La resaca del otro día fue digna de estas fechas, pero no lo suficiente como para no distinguir los sabores ni el olor del pan recién hecho. Que uno brinda por las fiestas, pero no mastica corcho. Ser novelista no implica acabar como Hemingway por las esquinas. O si, vete a saber. Lo mismo subiría el caché entre los escritores más valorados, los culturetas se pondrían estupendos y esnifarían hasta mis puntos suspensivos. Pero ese es otro tema que merece pedigrí nocturno y amigos diurnos en páginas literarias de postín. Así que decidí esperar a mi cita en una panadería de esas finas que han surgido últimamente con bollería de muestrario, diferentes tipos de azúcar y café de colección.

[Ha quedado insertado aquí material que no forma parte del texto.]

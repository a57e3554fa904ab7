//! Region center table loading
//!
//! The resource is a JSON object of `"CODE": [lat, lng]` pairs plus a required
//! `"DEFAULT"` pair. `load` never fails: a missing or malformed resource
//! degrades to a default-only table so resolution falls back to state-level
//! accuracy instead of erroring.

use super::StateCenterTable;
use super::metadata::CenterLoadStats;
use crate::app::models::Coordinates;
use crate::constants::DEFAULT_REGION_KEY;
use crate::{Error, Result};
use serde_json::Value;
use std::collections::HashMap;
use std::path::Path;
use std::time::Instant;
use tracing::{debug, error, info, warn};

impl StateCenterTable {
    /// Load the table, recovering from any failure with a default-only table
    pub async fn load(path: &Path) -> Self {
        match Self::try_load(path).await {
            Ok((table, stats)) => {
                info!("{}", stats.summary());
                table
            }
            Err(e) => {
                error!(
                    "Failed to load state centers configuration from {}: {}",
                    path.display(),
                    e
                );
                Self::new()
            }
        }
    }

    /// Load the table, surfacing read and parse errors
    ///
    /// # Errors
    /// * Returns `Error::FileNotFound` if the resource does not exist
    /// * Returns `Error::Io` for read failures
    /// * Returns `Error::StateCenters` if the JSON is not an object
    pub async fn try_load(path: &Path) -> Result<(Self, CenterLoadStats)> {
        let start_time = Instant::now();

        if !path.exists() {
            return Err(Error::file_not_found(path.display().to_string()));
        }

        let content = tokio::fs::read_to_string(path).await.map_err(|e| {
            Error::io(
                format!("Failed to read state centers file {}", path.display()),
                e,
            )
        })?;

        let (mut table, mut stats) =
            Self::from_json_str(&content, &path.display().to_string())?;
        table.source = Some(path.to_path_buf());
        stats.load_duration = start_time.elapsed();

        Ok((table, stats))
    }

    /// Parse the table from JSON text
    ///
    /// Individual bad entries are skipped and recorded in the stats; only a
    /// non-object document is an error.
    pub fn from_json_str(json: &str, source_label: &str) -> Result<(Self, CenterLoadStats)> {
        let document: Value = serde_json::from_str(json).map_err(|e| {
            Error::state_centers(source_label, format!("Invalid JSON: {}", e))
        })?;

        // A JSON null behaves like an empty resource
        let entries = match document {
            Value::Object(map) => map,
            Value::Null => serde_json::Map::new(),
            other => {
                return Err(Error::state_centers(
                    source_label,
                    format!("Expected an object of region centers, found {}", json_kind(&other)),
                ));
            }
        };

        let mut stats = CenterLoadStats::new();
        let mut centers = HashMap::with_capacity(entries.len());

        for (code, value) in entries {
            stats.entries_found += 1;
            match parse_center(&value) {
                Some(center) => {
                    centers.insert(code, center);
                    stats.entries_loaded += 1;
                }
                None => {
                    warn!(
                        "Skipping region center '{}' in {}: expected [lat, lng], found {}",
                        code, source_label, value
                    );
                    stats.entries_skipped += 1;
                    stats
                        .errors
                        .push(format!("{}: invalid center for '{}'", source_label, code));
                }
            }
        }

        if !centers.contains_key(DEFAULT_REGION_KEY) {
            warn!(
                "State centers in {} have no usable {} entry, using built-in center",
                source_label, DEFAULT_REGION_KEY
            );
            stats.default_patched = true;
            stats.entries_loaded += 1;
        }

        let table = Self::from_entries(centers);
        debug!(
            "Parsed {} region centers from {}",
            table.region_count(),
            source_label
        );

        Ok((table, stats))
    }
}

/// A center must be an array of exactly two finite numbers
fn parse_center(value: &Value) -> Option<Coordinates> {
    let pair = value.as_array()?;
    if pair.len() != 2 {
        return None;
    }
    let center = Coordinates::new(pair[0].as_f64()?, pair[1].as_f64()?);
    center.is_finite().then_some(center)
}

fn json_kind(value: &Value) -> &'static str {
    match value {
        Value::Null => "null",
        Value::Bool(_) => "a boolean",
        Value::Number(_) => "a number",
        Value::String(_) => "a string",
        Value::Array(_) => "an array",
        Value::Object(_) => "an object",
    }
}
//! Deterministic ring placement around a region center
//!
//! Records without a usable fix are spread on a ring around their region
//! center so markers do not stack. The position is derived from a hash of the
//! postal code or city name and is stable for a given input, but it is not a
//! geocoded address.

use crate::app::models::Coordinates;
use crate::constants::placement::{
    ANGLE_MODULUS, CITY_LNG_SCALE, CITY_RADIUS_BASE, CITY_RADIUS_DIVISOR, CITY_RADIUS_MODULUS,
    CITY_ZERO_SEED, ZIP_LNG_SCALE, ZIP_RADIUS_BASE, ZIP_RADIUS_DIVISOR, ZIP_RADIUS_MODULUS,
};

/// `value mod modulus` for the decimal number formed by the ASCII digits of `text`
///
/// Folding digit by digit keeps arbitrarily long postal strings exact.
/// Returns `None` when `text` has no digits.
pub fn digits_modulo(text: &str, modulus: u64) -> Option<u64> {
    let mut seen_digit = false;
    let remainder = text
        .bytes()
        .filter(u8::is_ascii_digit)
        .fold(0u64, |acc, digit| {
            seen_digit = true;
            (acc * 10 + u64::from(digit - b'0')) % modulus
        });
    seen_digit.then_some(remainder)
}

/// Placement from the numeric portion of a postal code
///
/// angle = `zip mod 360` degrees, radius = `0.15 + (zip mod 700) / 1200`,
/// longitude offset stretched by 1.3. `None` when the code has no digits.
pub fn zip_placement(center: Coordinates, zip: &str) -> Option<Coordinates> {
    let angle_degrees = digits_modulo(zip, ANGLE_MODULUS)?;
    let radius_step = digits_modulo(zip, ZIP_RADIUS_MODULUS)?;
    let radius = ZIP_RADIUS_BASE + radius_step as f64 / ZIP_RADIUS_DIVISOR;
    Some(ring_point(center, angle_degrees, radius, ZIP_LNG_SCALE))
}

/// Seed actually mixed into the city hash; zero is replaced by one
pub fn effective_city_seed(seed: u64) -> u64 {
    if seed == 0 { CITY_ZERO_SEED } else { seed }
}

/// Character-code sum of a normalized city name plus its seed
///
/// `city` must already be trimmed and lowercased. Sums UTF-16 code units.
pub fn city_hash(city: &str, seed: u64) -> u64 {
    city.encode_utf16()
        .fold(effective_city_seed(seed), |acc, unit| {
            acc.wrapping_add(u64::from(unit))
        })
}

/// Placement from a normalized city name and seed
///
/// angle = `hash mod 360` degrees, radius = `0.18 + (hash mod 500) / 1400`,
/// longitude offset stretched by 1.25.
pub fn city_placement(center: Coordinates, city: &str, seed: u64) -> Coordinates {
    let hash = city_hash(city, seed);
    let radius = CITY_RADIUS_BASE + (hash % CITY_RADIUS_MODULUS) as f64 / CITY_RADIUS_DIVISOR;
    ring_point(center, hash % ANGLE_MODULUS, radius, CITY_LNG_SCALE)
}

fn ring_point(center: Coordinates, angle_degrees: u64, radius: f64, lng_scale: f64) -> Coordinates {
    let angle = (angle_degrees as f64).to_radians();
    Coordinates::new(
        center.lat + radius * angle.cos(),
        center.lng + radius * angle.sin() * lng_scale,
    )
}

/// Parse the leading decimal number of a string
///
/// Accepts leading whitespace, an optional sign, digits with an optional
/// fraction and an optional exponent, and ignores anything after that, so
/// `"41.25 N"` parses as `41.25`. Returns `None` when no number leads.
pub fn parse_leading_f64(text: &str) -> Option<f64> {
    let s = text.trim_start().as_bytes();
    let mut end = 0;

    if matches!(s.first(), Some(b'+') | Some(b'-')) {
        end += 1;
    }

    let int_start = end;
    while end < s.len() && s[end].is_ascii_digit() {
        end += 1;
    }
    let mut mantissa_digits = end - int_start;

    if end < s.len() && s[end] == b'.' {
        let frac_start = end + 1;
        let mut frac_end = frac_start;
        while frac_end < s.len() && s[frac_end].is_ascii_digit() {
            frac_end += 1;
        }
        mantissa_digits += frac_end - frac_start;
        if mantissa_digits > 0 {
            end = frac_end;
        }
    }

    if mantissa_digits == 0 {
        return None;
    }

    if end < s.len() && matches!(s[end], b'e' | b'E') {
        let mut exp_end = end + 1;
        if exp_end < s.len() && matches!(s[exp_end], b'+' | b'-') {
            exp_end += 1;
        }
        let exp_digits_start = exp_end;
        while exp_end < s.len() && s[exp_end].is_ascii_digit() {
            exp_end += 1;
        }
        if exp_end > exp_digits_start {
            end = exp_end;
        }
    }

    std::str::from_utf8(&s[..end]).ok()?.parse().ok()
}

-“Por favor, cruasán y un expreso”, dije con voz de Antonio Orozco. O de Colette, quien sabe.
Rompí el sobre de azúcar blanco sobre el mapa negro de mi taza a pesar de que los médicos me recomiendan consumir morena por la salud. Bien es cierto que a esas horas lo mismo me daba edulcorante químico que un chorro de anís en el café. La escena no tiene mucho de importante si no fuera por el cruasán: estaba duro como una piedra. Los cuernos eran dignos de una oveja de esas que se crían en Canadá. Podría haberme embestido el cruasán mientras removía el azúcar. Pero no sucedió. Mordí y mastiqué con cuidado de no perder mi empaste de los noventa. Fue un gatillazo versión desayuno tardío por el centro de Madrid. Quise, pero no pude.
Cuando llegó mi cita me preguntó por mi y seguidamente por el cruasán que dormía en el plato: “¿No quieres?”. “Está duro” -dije-toca y verás”. Toc toc. Yo intenté mojar un poco en el café para ver si se reblandecía un poco la masa. Pero el debate entre mi cita y yo fue cómo decírselo a la camarera. Yo soy de los que no lo dice. Prefiero pagar e irme. En cambio, mi opositor en el desayuno me invitaba a comunicar el estado el cruasán. Ni que decir tiene que el debate subió de temperatura al tiempo que los cuernos me miraban desde el burladero del plato. Y yo, con más hambre que los pavos de Manolo, opté por masticar con fervor de monja y acabarme la bollería.
La cuestión es que al irnos, cogí la chaqueta, el periódico de papel y el paraguas. Nos acercamos a la caja y pedí la cuenta. En ese momento en el que el episodio ponía fin a la temporada, la dueña salió de su escondite y, limpiándose las manos en el delantal, me dijo: "¿Qué tal, cómo ha desayunado? ¿Estaba rico? Me alegra verle por aquí".
Y yo, dejando las tres monedas en el platito y correspondiendo a su afable simpatía, respondí amablemente: “Muy bueno. Feliz día. Y Feliz Navidad”. Me entró la congoja de los anuncios de turrón y pensé que lo mismo hasta era culpa mía y es que no sé masticar.